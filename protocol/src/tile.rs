//! 板块与牌堆

use std::collections::VecDeque;

use rand::seq::SliceRandom;
use rand::Rng;
use serde::{Deserialize, Serialize};

use crate::board::{Direction, Rotation};
use crate::config::GameConfig;

/// 板块边的地形
#[derive(Debug, Clone, Copy, PartialEq, Eq, Hash, Serialize, Deserialize)]
pub enum Edge {
    /// 草地
    Field,
    /// 道路
    Road,
    /// 城市
    Town,
}

/// 板块配置（共享配置表中的一项）
#[derive(Debug, Clone, PartialEq, Eq, Serialize, Deserialize)]
pub struct TileConfig {
    pub name: String,
    /// 牌堆中的数量
    pub count: u32,
    /// 北、东、南、西四条边
    pub edges: [Edge; 4],
    /// 是否为起始板块
    #[serde(default)]
    pub starting: bool,
}

impl TileConfig {
    pub fn new(name: &str, count: u32, edges: [Edge; 4]) -> Self {
        Self {
            name: name.to_string(),
            count,
            edges,
            starting: false,
        }
    }

    /// 标记为起始板块
    pub fn starting(mut self) -> Self {
        self.starting = true;
        self
    }
}

/// 板块实例
///
/// 只记录它在配置表中的索引和边，主从两端用同一张配置表，
/// 因此索引足以在从端重建同一个板块。
#[derive(Debug, Clone, Copy, PartialEq, Eq, Serialize, Deserialize)]
pub struct Tile {
    pub config_index: u32,
    pub edges: [Edge; 4],
    pub starting: bool,
}

impl Tile {
    /// 从配置创建板块
    pub fn from_config(config_index: u32, config: &TileConfig) -> Self {
        Self {
            config_index,
            edges: config.edges,
            starting: config.starting,
        }
    }

    /// 旋转后某个方向上的边
    pub fn edge(&self, direction: Direction, rotation: Rotation) -> Edge {
        let turns = rotation.quarter_turns();
        self.edges[(direction as usize + 4 - turns) % 4]
    }
}

/// 牌堆
///
/// 主端由配置填充并洗牌；从端只会被复制命令放入刚刚公布的那一块。
#[derive(Debug, Clone, Default)]
pub struct TileStack {
    tiles: VecDeque<Tile>,
}

impl TileStack {
    pub fn new() -> Self {
        Self::default()
    }

    /// 按配置中的数量填充
    pub fn fill_from_config(&mut self, config: &GameConfig) {
        for (index, tile_config) in config.tiles.iter().enumerate() {
            for _ in 0..tile_config.count {
                self.tiles.push_back(Tile::from_config(index as u32, tile_config));
            }
        }
    }

    /// 追加板块
    pub fn fill(&mut self, tiles: impl IntoIterator<Item = Tile>) {
        self.tiles.extend(tiles);
    }

    /// 洗牌，起始板块放到最前面
    pub fn shuffle<R: Rng + ?Sized>(&mut self, rng: &mut R) {
        self.tiles.make_contiguous().shuffle(rng);

        if let Some(index) = self.tiles.iter().position(|t| t.starting) {
            if let Some(starting) = self.tiles.remove(index) {
                self.tiles.push_front(starting);
            }
        }
    }

    /// 抽出最上面的板块
    pub fn draw(&mut self) -> Option<Tile> {
        self.tiles.pop_front()
    }

    pub fn peek(&self) -> Option<&Tile> {
        self.tiles.front()
    }

    pub fn clear(&mut self) {
        self.tiles.clear();
    }

    pub fn len(&self) -> usize {
        self.tiles.len()
    }

    pub fn is_empty(&self) -> bool {
        self.tiles.is_empty()
    }
}

#[cfg(test)]
mod tests {
    use super::*;
    use rand::rngs::StdRng;
    use rand::SeedableRng;

    #[test]
    fn test_fill_from_config() {
        let config = GameConfig::standard();
        let mut stack = TileStack::new();
        stack.fill_from_config(&config);

        let expected: u32 = config.tiles.iter().map(|t| t.count).sum();
        assert_eq!(stack.len(), expected as usize);
    }

    #[test]
    fn test_shuffle_keeps_starting_tile_first() {
        let config = GameConfig::standard();
        let mut stack = TileStack::new();
        stack.fill_from_config(&config);

        for seed in 0..10 {
            let mut rng = StdRng::seed_from_u64(seed);
            stack.shuffle(&mut rng);
            assert!(stack.peek().unwrap().starting);
        }
    }

    #[test]
    fn test_edge_rotation() {
        let tile = Tile {
            config_index: 0,
            edges: [Edge::Town, Edge::Road, Edge::Field, Edge::Road],
            starting: false,
        };

        assert_eq!(tile.edge(Direction::North, Rotation::R0), Edge::Town);
        // 顺时针转 90 度后城市朝东
        assert_eq!(tile.edge(Direction::East, Rotation::R90), Edge::Town);
        assert_eq!(tile.edge(Direction::North, Rotation::R90), Edge::Road);
        assert_eq!(tile.edge(Direction::South, Rotation::R180), Edge::Town);
        assert_eq!(tile.edge(Direction::West, Rotation::R270), Edge::Town);
    }

    #[test]
    fn test_draw_order() {
        let mut stack = TileStack::new();
        let a = Tile { config_index: 1, edges: [Edge::Field; 4], starting: false };
        let b = Tile { config_index: 2, edges: [Edge::Road; 4], starting: false };
        stack.fill([a, b]);

        assert_eq!(stack.draw(), Some(a));
        assert_eq!(stack.draw(), Some(b));
        assert!(stack.draw().is_none());
        assert!(stack.is_empty());
    }
}
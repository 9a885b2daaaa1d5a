//! 对局日志监听器

use tracing::{debug, error, info, warn};

use protocol::{Command, CommandError, CommandListener, GameEvent, GameListener, UserId};

/// 把影子对局的事件和命令执行结果写入日志
#[derive(Debug, Clone, Copy)]
pub struct GameLogger {
    user_id: UserId,
}

impl GameLogger {
    pub fn new(user_id: UserId) -> Self {
        Self { user_id }
    }
}

impl GameListener for GameLogger {
    fn on_event(&mut self, event: &GameEvent) {
        match event {
            GameEvent::TurnStarted { player, tile } if *player == self.user_id => {
                info!("[{}] 轮到我行动，抽到板块 {}", self.user_id, tile.config_index);
            }
            GameEvent::TurnStarted { player, tile } => {
                debug!("[{}] 玩家 {} 回合开始，板块 {}", self.user_id, player, tile.config_index);
            }
            GameEvent::TilePlaced { player, tile } => {
                debug!(
                    "[{}] 玩家 {} 在 {} 放置板块 {}",
                    self.user_id, player, tile.position, tile.tile.config_index
                );
            }
            GameEvent::MeeplePlaced { player, position, chunk } => {
                debug!("[{}] 玩家 {} 在 {} 的 {:?} 放置米宝", self.user_id, player, position, chunk);
            }
            GameEvent::GameOver => info!("[{}] 对局结束", self.user_id),
            other => tracing::trace!("[{}] {:?}", self.user_id, other),
        }
    }
}

impl CommandListener for GameLogger {
    fn on_command_executed(&mut self, command: &Command) {
        tracing::trace!("[{}] 已复制命令 {:?}", self.user_id, command);
    }

    fn on_command_failed(&mut self, command: &Command, reason: &CommandError) {
        if reason.is_fatal() {
            error!("[{}] 复制命令 {:?} 失步: {}", self.user_id, command, reason);
        } else {
            warn!("[{}] 复制命令 {:?} 被拒绝: {}", self.user_id, command, reason);
        }
    }
}
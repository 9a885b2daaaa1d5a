//! 对局事件与监听器
//!
//! 监听器在构造时注入对局和命令执行器，游戏逻辑只通过它们向外通知。

use tokio::sync::mpsc;

use crate::board::{ChunkId, PlacedTile, Position};
use crate::command::Command;
use crate::error::CommandError;
use crate::player::UserId;
use crate::state::GameStateType;
use crate::tile::Tile;

/// 对局生命周期事件
#[derive(Debug, Clone, PartialEq, Eq)]
pub enum GameEvent {
    /// 对局开始
    Started,
    /// 回合开始，`tile` 为本回合抽到的板块
    TurnStarted { player: UserId, tile: Tile },
    /// 回合结束
    TurnEnded { player: UserId },
    /// 阶段变化
    StateChanged {
        from: GameStateType,
        to: GameStateType,
    },
    /// 抽到的板块无处可放，被丢弃
    TileDiscarded { tile: Tile },
    /// 板块已放置
    TilePlaced { player: UserId, tile: PlacedTile },
    /// 米宝已放置
    MeeplePlaced {
        player: UserId,
        position: Position,
        chunk: ChunkId,
    },
    /// 米宝被收回
    MeepleRemoved {
        player: UserId,
        position: Position,
        chunk: ChunkId,
    },
    /// 对局结束
    GameOver,
}

/// 对局事件监听器
pub trait GameListener: Send {
    fn on_event(&mut self, event: &GameEvent);
}

impl GameListener for () {
    fn on_event(&mut self, _event: &GameEvent) {}
}

/// 把事件转发到通道，由对局的持有者在命令执行完毕后按顺序处理
pub struct ChannelListener {
    tx: mpsc::UnboundedSender<GameEvent>,
}

impl ChannelListener {
    /// 创建监听器和对应的接收端
    pub fn new() -> (Self, mpsc::UnboundedReceiver<GameEvent>) {
        let (tx, rx) = mpsc::unbounded_channel();
        (Self { tx }, rx)
    }
}

impl GameListener for ChannelListener {
    fn on_event(&mut self, event: &GameEvent) {
        // 接收端已释放说明对局已销毁，事件可以丢弃
        let _ = self.tx.send(event.clone());
    }
}

/// 命令执行结果监听器
pub trait CommandListener: Send {
    fn on_command_executed(&mut self, _command: &Command) {}

    fn on_command_failed(&mut self, _command: &Command, _reason: &CommandError) {}
}

impl CommandListener for () {}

What is required: Every line containing the string "Road" should be pulled from the listing and copied.

Answer space:
    Road,
            edges: [Edge::Town, Edge::Road, Edge::Field, Edge::Road],
        assert_eq!(tile.edge(Direction::North, Rotation::R90), Edge::Road);
        let b = Tile { config_index: 2, edges: [Edge::Road; 4], starting: false };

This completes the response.